Brief. In the entries below, find each line with the word "fibers" and return it.
### Source data ###
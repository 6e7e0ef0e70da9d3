//! Reconciler - Grow the next fiber generation one fiber at a time.
//!
//! # Algorithm
//!
//! `reconcile_children` walks the new element slots in lockstep with the old
//! child list (`parent.previous_generation.child`), pairing by slot index.
//! Every fiber records the slot it fills, so empty slots in either
//! generation keep later siblings paired with the right old fiber:
//!
//! ```text
//! slot:  0     1     2     3
//! new:  [div, p,    None, span]
//! old:  [div, span, b,    None]
//!        │    │     │     │
//!     Update  Create Delete Create
//!             +Delete(span)
//! ```
//!
//! Positional matching only: reordering children produces create/delete
//! pairs, never moves.
//!
//! `process_fiber` is one unit of work: materialize a host node when missing
//! and reconcile the fiber's children, or run a component and reconcile its
//! single result.

use tracing::trace;

use super::fiber::{Fiber, FiberArena, FiberId, FiberKind};
use crate::primitives::{Element, ElementKind, Props};
use crate::renderer::{apply_props, Host};
use crate::state::{Hooks, RenderRequest};
use crate::types::EffectTag;

// =============================================================================
// Reconcile Children
// =============================================================================

/// Link fresh child fibers under `parent` for the given element slots.
///
/// Old fibers that lose their position are tagged `Delete` and appended to
/// `deletions`; they are never linked into the new tree.
pub fn reconcile_children<N: Clone>(
    arena: &mut FiberArena<N>,
    deletions: &mut Vec<FiberId>,
    parent: FiberId,
    elements: &[Option<Element>],
) {
    let old: Vec<(usize, FiberId)> = arena
        .get(parent)
        .and_then(Fiber::previous_generation)
        .map(|previous| arena.children(previous))
        .unwrap_or_default()
        .into_iter()
        .filter_map(|id| arena.get(id).map(|fiber| (fiber.index, id)))
        .collect();
    let slots = old
        .last()
        .map_or(0, |&(index, _)| index + 1)
        .max(elements.len());
    let mut old = old.into_iter().peekable();
    let mut previous_new: Option<FiberId> = None;

    if let Some(fiber) = arena.get_mut(parent) {
        fiber.child = None;
    }

    for index in 0..slots {
        // Old slots ascend; drop any the cursor has passed.
        while old.next_if(|&(slot, _)| slot < index).is_some() {}
        let old_id = old.next_if(|&(slot, _)| slot == index).map(|(_, id)| id);
        let element = elements.get(index).and_then(Option::as_ref);

        let reuse = match (element, old_id.and_then(|id| arena.get(id))) {
            (Some(element), Some(fiber)) if fiber.kind.matches(element.kind()) => {
                Some(fiber.host_node.clone())
            }
            _ => None,
        };

        let new_fiber = match (element, reuse) {
            (Some(element), Some(host_node)) => Some(Fiber::new(
                FiberKind::Element(element.kind().clone()),
                element.props().clone(),
                host_node,
                Some(parent),
                old_id,
                EffectTag::Update,
            )),
            (element, None) => {
                if let Some(old_id) = old_id {
                    if let Some(fiber) = arena.get_mut(old_id) {
                        fiber.effect = EffectTag::Delete;
                        deletions.push(old_id);
                    }
                }
                element.map(|element| {
                    Fiber::new(
                        FiberKind::Element(element.kind().clone()),
                        element.props().clone(),
                        None,
                        Some(parent),
                        None,
                        EffectTag::Create,
                    )
                })
            }
            (None, Some(_)) => None,
        };

        if let Some(mut fiber) = new_fiber {
            fiber.index = index;
            let id = arena.insert(fiber);
            let link = match previous_new {
                Some(sibling) => arena.get_mut(sibling).map(|f| &mut f.sibling),
                None => arena.get_mut(parent).map(|f| &mut f.child),
            };
            if let Some(link) = link {
                *link = Some(id);
            }
            previous_new = Some(id);
        }
    }
}

// =============================================================================
// Fiber Processing
// =============================================================================

/// Run one unit of work on `id`.
pub fn process_fiber<H: Host>(
    host: &mut H,
    arena: &mut FiberArena<H::Node>,
    deletions: &mut Vec<FiberId>,
    request: &RenderRequest,
    id: FiberId,
) {
    let Some(fiber) = arena.get(id) else { return };

    match fiber.kind.clone() {
        FiberKind::Root => {
            let children = fiber.props.children().to_vec();
            reconcile_children(arena, deletions, id, &children);
        }
        FiberKind::Element(ElementKind::Component(component)) => {
            let props = fiber.props.clone();
            let previous = arena
                .previous_of(id)
                .map(|prev| prev.hooks.clone())
                .unwrap_or_default();

            let mut hooks = Hooks::new(previous, request.clone());
            let element = component.render(&props, &mut hooks);
            trace!(component = component.name(), hooks = hooks.index(), "component rendered");

            if let Some(fiber) = arena.get_mut(id) {
                fiber.hooks = hooks.into_cells();
            }
            reconcile_children(arena, deletions, id, &[Some(element)]);
        }
        FiberKind::Element(kind) => {
            if fiber.host_node.is_none() {
                let node = match &kind {
                    ElementKind::Host(tag) => host.create_node(tag),
                    _ => host.create_text_node(),
                };
                apply_props(host, &node, &Props::new(), &fiber.props);
                if let Some(fiber) = arena.get_mut(id) {
                    fiber.host_node = Some(node);
                }
            }

            let children = arena
                .get(id)
                .map(|f| f.props.children().to_vec())
                .unwrap_or_default();
            reconcile_children(arena, deletions, id, &children);
        }
    }
}

// =============================================================================
// Tests
// =============================================================================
###
Solution for this task.
/// Link fresh child fibers under `parent` for the given element slots.
/// Old fibers that lose their position are tagged `Delete` and appended to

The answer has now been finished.